In the third phase of the project, the team placed an even stronger emphasis on understanding the everyday experience of people with diabetes, by analyzing social media data. Using IBM Watson Analytics® for Social Media, the researchers were able to capture public posts from platforms such as Twitter and Facebook, anonymize them, and analyze the topics discussed and sentiments expressed.
Dr. Niti Pall comments: “The wonderful thing about social media is that the data is completely unfiltered. In particular, younger people will communicate about their diabetes on social media in a much more open way than if we asked them to fill in a survey or speak to their doctor.”

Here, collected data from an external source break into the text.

use std::{cmp::Ordering, num::FpCategory};

use serde_derive::{Deserialize, Serialize};

macro_rules! impl_partialeq {
    ($t:ty) => {
        impl PartialEq for $t {
            // custom compare function because of floating point inaccuracy
            fn eq(&self, other: &$t) -> bool {
                if (self.0.classify() == FpCategory::Zero
                    || self.0.classify() == FpCategory::Normal)
                    && (other.0.classify() == FpCategory::Zero
                        || other.0.classify() == FpCategory::Normal)
                {
                    // four floating point numbers have to match
                    (self.0 * 1000.0).round() == (other.0 * 1000.0).round()
                } else {
                    false
                }
            }
        }
    };
}

macro_rules! impl_ord {
    ($t:ty) => {
        impl Ord for $t {
            // custom compare function to offer ordering
            fn cmp(&self, other: &$t) -> Ordering {
                if self.0 < other.0 {
                    Ordering::Less
                } else if self.0 > other.0 {
                    Ordering::Greater
                } else {
                    Ordering::Equal
                }
            }
        }
    };
}

/// Scale in millimeter
#[derive(Debug, Default, Copy, Clone, PartialOrd, Serialize, Deserialize)]
#[serde(transparent)]
pub struct Mm(pub f32);

impl Mm {
    pub fn into_pt(&self) -> Pt {
        let pt: Pt = (*self).into();
        pt
    }
}

impl From<Pt> for Mm {
    fn from(value: Pt) -> Mm {
        Mm(value.0 * 0.352_778_f32)
    }
}

impl Eq for Mm {}

impl_partialeq!(Mm);
impl_ord!(Mm);

/// Scale in point
#[derive(Debug, Default, Copy, Clone, PartialOrd, Serialize, Deserialize)]
#[serde(transparent)]
pub struct Pt(pub f32);

impl Pt {
    /// Convert this `Pt` value into `Px` at the given `dpi`.
    pub fn into_px(self, dpi: f32) -> Px {
        // First convert from points back to millimeters, then from millimeters to pixels.
        //
        // 1 mm = 2.834646 points
        // So, mm = pt / 2.834646
        // And from Px::into_pt we know:
        //     px -> mm = px * (25.4 / dpi)
        // So reversing it:
        //     mm -> px = mm * (dpi / 25.4)
        //
        let mm = self.0 / 2.834646_f32;
        let px_f = mm * (dpi / 25.4_f32);

        // Round to the nearest whole number of pixels before casting to `usize`.
        Px(px_f.round() as usize)
    }
}

impl From<Mm> for Pt {
    fn from(value: Mm) -> Pt {
        Pt(value.0 * 2.834_646_f32)
    }
}

impl From<Pt> for ::lopdf::Object {
    fn from(value: Pt) -> Self {
        Self::Real(value.0)
    }
}

impl Eq for Pt {}

impl_partialeq!(Pt);
impl_ord!(Pt);

/// Scale in pixels
#[derive(Debug, Default, Copy, Clone, Eq, PartialEq, Ord, PartialOrd, Serialize, Deserialize)]
#[serde(transparent)]
pub struct Px(pub usize);

impl Px {
    pub fn into_pt(self, dpi: f32) -> Pt {
        Mm(self.0 as f32 * (25.4 / dpi)).into()
    }
}

use std::ops::{Add, AddAssign, Div, DivAssign, Mul, MulAssign, Sub, SubAssign};

macro_rules! impl_add_self {
    ($type:ident) => {
        impl Add for $type {
            type Output = Self;
            fn add(self, other: Self) -> Self {
                Self {
                    0: self.0 + other.0,
                }
            }
        }
    };
}

macro_rules! impl_add_assign_self {
    ($type:ident) => {
        impl AddAssign for $type {
            fn add_assign(&mut self, other: Self) {
                self.0 += other.0;
            }
        }
    };
}

macro_rules! impl_sub_assign_self {
    ($type:ident) => {
        impl SubAssign for $type {
            fn sub_assign(&mut self, other: Self) {
                self.0 -= other.0;
            }
        }
    };
}

macro_rules! impl_sub_self {
    ($type:ident) => {
        impl Sub for $type {
            type Output = Self;
            fn sub(self, other: Self) -> Self {
                Self {
                    0: self.0 - other.0,
                }
            }
        }
    };
}

macro_rules! impl_mul_f32 {
    ($type:ident) => {
        impl Mul<f32> for $type {
            type Output = Self;
            fn mul(self, other: f32) -> Self {
                Self { 0: self.0 * other }
            }
        }
    };
}

macro_rules! impl_mul_assign_f32 {
    ($type:ident) => {
        impl MulAssign<f32> for $type {
            fn mul_assign(&mut self, other: f32) {
                self.0 *= other;
            }
        }
    };
}

macro_rules! impl_div {
    ($type:ident) => {
        impl Div<$type> for $type {
            type Output = f32;
            fn div(self, other: $type) -> Self::Output {
                self.0 / other.0
            }
        }
        impl Div<f32> for $type {
            type Output = Self;
            fn div(self, other: f32) -> Self::Output {
                Self { 0: self.0 / other }
            }
        }
    };
}

macro_rules! impl_div_assign_f32 {
    ($type:ident) => {
        impl DivAssign<f32> for $type {
            fn div_assign(&mut self, other: f32) {
                self.0 /= other;
            }
        }
    };
}

impl_add_self!(Mm);
impl_add_self!(Pt);
impl_add_self!(Px);

impl_add_assign_self!(Mm);
impl_add_assign_self!(Pt);
impl_add_assign_self!(Px);

impl_sub_assign_self!(Mm);
impl_sub_assign_self!(Pt);
impl_sub_assign_self!(Px);

impl_sub_self!(Mm);
impl_sub_self!(Pt);
impl_sub_self!(Px);

impl_mul_f32!(Mm);
impl_mul_f32!(Pt);

impl_mul_assign_f32!(Mm);
impl_mul_assign_f32!(Pt);

impl_div!(Mm);
impl_div!(Pt);

impl_div_assign_f32!(Mm);
impl_div_assign_f32!(Pt);

#[test]
fn point_to_mm_conversion() {
    let pt1: Mm = Pt(1.0).into();
    let pt2: Mm = Pt(15.0).into();
    assert_eq!(pt1, Mm(0.352778));
    assert_eq!(pt2, Mm(5.29167));
}

#[test]
fn mm_to_point_conversion() {
    let mm1: Pt = Mm(1.0).into();
    let mm2: Pt = Mm(23.0).into();
    assert_eq!(mm1, Pt(2.834_647_4));
    assert_eq!(mm2, Pt(65.1969));
}

#[test]
fn mm_eq_zero_check() {
    let mm1: Mm = Mm(0.0);
    let mm2: Mm = Mm(0.0);
    assert_eq!(mm1, mm2);
    assert_eq!(mm1, Mm(0.0));
    assert_eq!(mm2, Mm(0.0));
}

#[test]
fn max_mm() {
    let mm_vector = [Mm(0.0), Mm(1.0), Mm(2.0)];
    assert_eq!(mm_vector.iter().max().unwrap(), &Mm(2.0));
}

#[test]
fn min_mm() {
    let mm_vector = [Mm(0.0), Mm(1.0), Mm(2.0)];
    assert_eq!(mm_vector.iter().min().unwrap(), &Mm(0.0));
}

#[test]
fn pt_eq_zero_check() {
    let pt1: Pt = Pt(0.0);
    let pt2: Pt = Pt(0.0);
    assert_eq!(pt1, pt2);
    assert_eq!(pt1, Pt(0.0));
    assert_eq!(pt2, Pt(0.0));
}

#[test]
fn max_pt() {
    let pt_vector = [Pt(0.0), Pt(1.0), Pt(2.0)];
    assert_eq!(pt_vector.iter().max().unwrap(), &Pt(2.0));
}

#[test]
fn min_pt() {
    let pt_vector = [Pt(0.0), Pt(1.0), Pt(2.0)];
    assert_eq!(pt_vector.iter().min().unwrap(), &Pt(0.0));
}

As a result, the research team was able to identify a number of new topics that were clearly important to people with diabetes. The team was also able to gain insight by analyzing social media metadata. For example, the timestamps on each post helped the team understand the times of day when people with diabetes most often seek help or advice from social media.
“Understandably, people tend to turn to social media outside of working hours, when traditional health services may not be available,” says Maria Stella de Sabata. “If health systems can find ways to provide reliable information 24/7, it could avoid situations where people put themselves at risk by following incorrect advice from the internet.”
Facilitating better care
Collaborating with IBM helped IDF Europe publish the results of the “Integrating diabetes evidence into practice” study within just a few months. In particular, the use of IBM Watson Explorer to accelerate the literature review stage had a significant impact on the speed of research.

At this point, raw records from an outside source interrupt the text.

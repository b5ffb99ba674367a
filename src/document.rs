//! The PDF object layer's top-level entry point (§3/§4.1-§4.4): opens a byte source, walks the
//! page tree, and resolves one page's inherited attributes and resources ahead of interpretation.
//!
//! Grounded on `deserialize.rs`'s `parse_pdf_from_bytes`/`collect_page_refs`/`parse_page`/
//! `parse_metadata` (the teacher's own PDF->JSON diagnostic dump): this module keeps that
//! trailer -> catalog -> `/Pages` -> leaf-page walk and its `PdfWarnMsg`-style recoverable
//! warnings, but resolves font/image/form resources into the shapes `interpreter.rs` needs
//! instead of a JSON-serializable dump, and follows `/Parent` inheritance for `/Resources`,
//! `/MediaBox`, `/CropBox` and `/Rotate` (the teacher's version never inherited these).

use std::collections::{BTreeMap, BTreeSet};
use std::io::Read as _;
use std::path::Path;
use std::sync::Arc;

use lopdf::content::Content;
use lopdf::{Dictionary, Document as LopdfDocument, Object, ObjectId};

use crate::cmap::get_to_unicode_cmap_from_font;
use crate::color::ColorSpace;
use crate::date::{parse_pdf_date, OffsetDateTime};
use crate::errors::{ConversionWarning, Error, IndexError};
use crate::font::{FontDescriptor, ParsedFont};
use crate::graphics::Rect;
use crate::image_decode::{self, DecodedImage};
use crate::indices::PdfPageIndex;
use crate::interpreter::{self, ExtGState, PreparedImage, ResourceFont, Resources};
use crate::objects::decode_pdf_doc_string;
use crate::options::ConversionOptions;
use crate::page::Page;
use crate::svg_emitter::EmbeddedFont;
use crate::units::Pt;

/// Document-level metadata pulled from the trailer's `/Info` dictionary, decoded through
/// PDFDocEncoding/UTF-16BE/UTF-8 as appropriate (`objects::decode_pdf_doc_string`).
#[derive(Debug, Clone, Default)]
pub struct DocumentMetadata {
    pub title: Option<String>,
    pub author: Option<String>,
    pub subject: Option<String>,
    pub keywords: Option<String>,
    pub creator: Option<String>,
    pub producer: Option<String>,
    pub creation_date: Option<OffsetDateTime>,
    pub modification_date: Option<OffsetDateTime>,
}

/// An opened PDF: the underlying `lopdf::Document` plus its flattened, leaf-order page list.
pub struct Document {
    inner: LopdfDocument,
    page_ids: Vec<ObjectId>,
}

Cristian Andriciuc says: “Watson Explorer is a great tool for researchers who need to search through large amounts of medical literature—it cut the time we spent on literature review by around 50 percent.”
Maria Stella de Sabata adds: “Using Watson Analytics for Social Media to mine social media data has attracted a lot of attention—it shows that our study goes beyond the traditional academic approach, and highlights the real impact of diabetes on people’s lives.”

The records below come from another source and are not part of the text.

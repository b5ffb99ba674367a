/// PDF Text decoding / encoding and ToUnicode handling
use lopdf::{Object, StringFormat};
use serde_derive::{Deserialize, Serialize};

/// Represents a text segment (decoded as a UTF-8 String) or a spacing adjustment
#[derive(Debug, Clone, PartialEq, PartialOrd, Deserialize, Serialize)]
#[serde(untagged)]
pub enum TextItem {
    Text(String), // A segment of text
    Offset(i32),  // A spacing adjustment (in thousandths of an em)
}

impl From<String> for TextItem {
    fn from(s: String) -> Self {
        TextItem::Text(s)
    }
}

impl From<&str> for TextItem {
    fn from(s: &str) -> Self {
        TextItem::Text(s.to_string())
    }
}

impl From<i32> for TextItem {
    fn from(n: i32) -> Self {
        TextItem::Offset(n)
    }
}

impl From<i64> for TextItem {
    fn from(n: i64) -> Self {
        TextItem::Offset(n as i32)
    }
}

impl From<f32> for TextItem {
    fn from(n: f32) -> Self {
        TextItem::Offset(n.round() as i32)
    }
}

impl From<f64> for TextItem {
    fn from(n: f64) -> Self {
        TextItem::Offset(n.round() as i32)
    }
}

// Optional: For convenience with small integer literals
impl From<u8> for TextItem {
    fn from(n: u8) -> Self {
        TextItem::Offset(n as i32)
    }
}

/// A trait for mapping raw byte sequences to Unicode using a ToUnicode CMap.
/// (In a full implementation, this would use the actual mapping defined in the PDF.)
pub trait CMap {
    fn map_bytes(&self, bytes: &[u8]) -> String;
}

/// Decode a PDF string (literal or hexadecimal) into a Rust UTF‑8 String.
/// If a ToUnicode CMap is provided, use it to map the raw bytes; otherwise, fallback
/// to assuming the bytes are encoded in WinAnsi (or UTF‑8 when possible).
pub fn decode_pdf_string(obj: &Object, to_unicode: Option<&impl CMap>) -> String {
    if let Object::String(ref bytes, format) = obj {
        match format {
            StringFormat::Literal => {
                // Here you should process escape sequences (\, \(, \), octal codes, etc.).
                // For simplicity, we assume the provided bytes are already unescaped.
                if let Some(cmap) = to_unicode {
                    cmap.map_bytes(bytes)
                } else {
                    String::from_utf8_lossy(bytes).into_owned()
                }
            }
            StringFormat::Hexadecimal => {
                // For hex strings the bytes are the raw binary data.
                if bytes.len() >= 2 && bytes[0] == 0xFE && bytes[1] == 0xFF {
                    // Contains a BOM – assume UTF-16BE.
                    let utf16_iter = bytes[2..].chunks(2).filter_map(|pair| {
                        if pair.len() == 2 {
                            Some(u16::from_be_bytes([pair[0], pair[1]]))
                        } else {
                            None
                        }
                    });
                    String::from_utf16(&utf16_iter.collect::<Vec<_>>()).unwrap_or_default()
                } else {
                    // Without BOM, use the ToUnicode mapping if available, or fallback.
                    if let Some(cmap) = to_unicode {
                        cmap.map_bytes(bytes)
                    } else {
                        String::from_utf8_lossy(bytes).into_owned()
                    }
                }
            }
        }
    } else {
        String::new()
    }
}

/// Given the operands of a TJ operator (an array of PDF objects),
/// decode them into a Vec<TextItem> where string elements become TextItem::Text
/// (after decoding) and numbers become TextItem::Offset.
pub fn decode_tj_operands(operands: &[Object], to_unicode: Option<&impl CMap>) -> Vec<TextItem> {
    let mut items = Vec::new();
    for obj in operands {
        match obj {
            Object::String(_, _) => {
                let s = decode_pdf_string(obj, to_unicode);
                items.push(TextItem::Text(s));
            }
            Object::Integer(i) => {
                items.push(TextItem::Offset(*i as i32));
            }
            Object::Real(r) => {
                items.push(TextItem::Offset(*r as i32));
            }
            _ => {
                // Ignore unsupported types or log a warning.
            }
        }
    }
    items
}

The conclusions of the study map out the huge variations in delivery and quality of care for diabetes in different countries across Europe. In some countries, diabetes is not seen as a priority, or recommended care models are not adopted, for a variety of reasons. In others, effective guidelines are in place, but clinician shortages or a lack of training prevent good practices from being adopted. Finally, even in countries where sufficient resources are in place, diabetes treatment may still fall short if healthcare systems fail to communicate with patients effectively.
Dr. Niti Pall explains: “The study provides objective evidence that will help healthcare organizations put the latest diabetes research into practice. Above all, it emphasizes the importance of physicians and nurses paying attention to the patient’s experience, not just their medical condition. Putting patients at the center is the key to boosting adherence to therapy and reducing the burden of diabetes on patients, their families, and society as a whole.”
She concludes: “This ground-breaking project with IBM shows how innovative research methods can open up new perspectives on diabetes care, giving governments and healthcare organizations the insight they need to help people with diabetes live fuller, healthier lives.”
International Diabetes Federation Europe
IDF Europe is the European chapter of the International Diabetes Federation (IDF). As an umbrella organization representing 71 national diabetes organizations in 46 countries, IDF Europe is a diverse and inclusive multicultural network that represents both people living with diabetes and healthcare professionals. The organization aims to influence policy, increase public awareness and encourage health improvement, as well as promote the exchange of best practice and high-quality information about diabetes throughout the European region.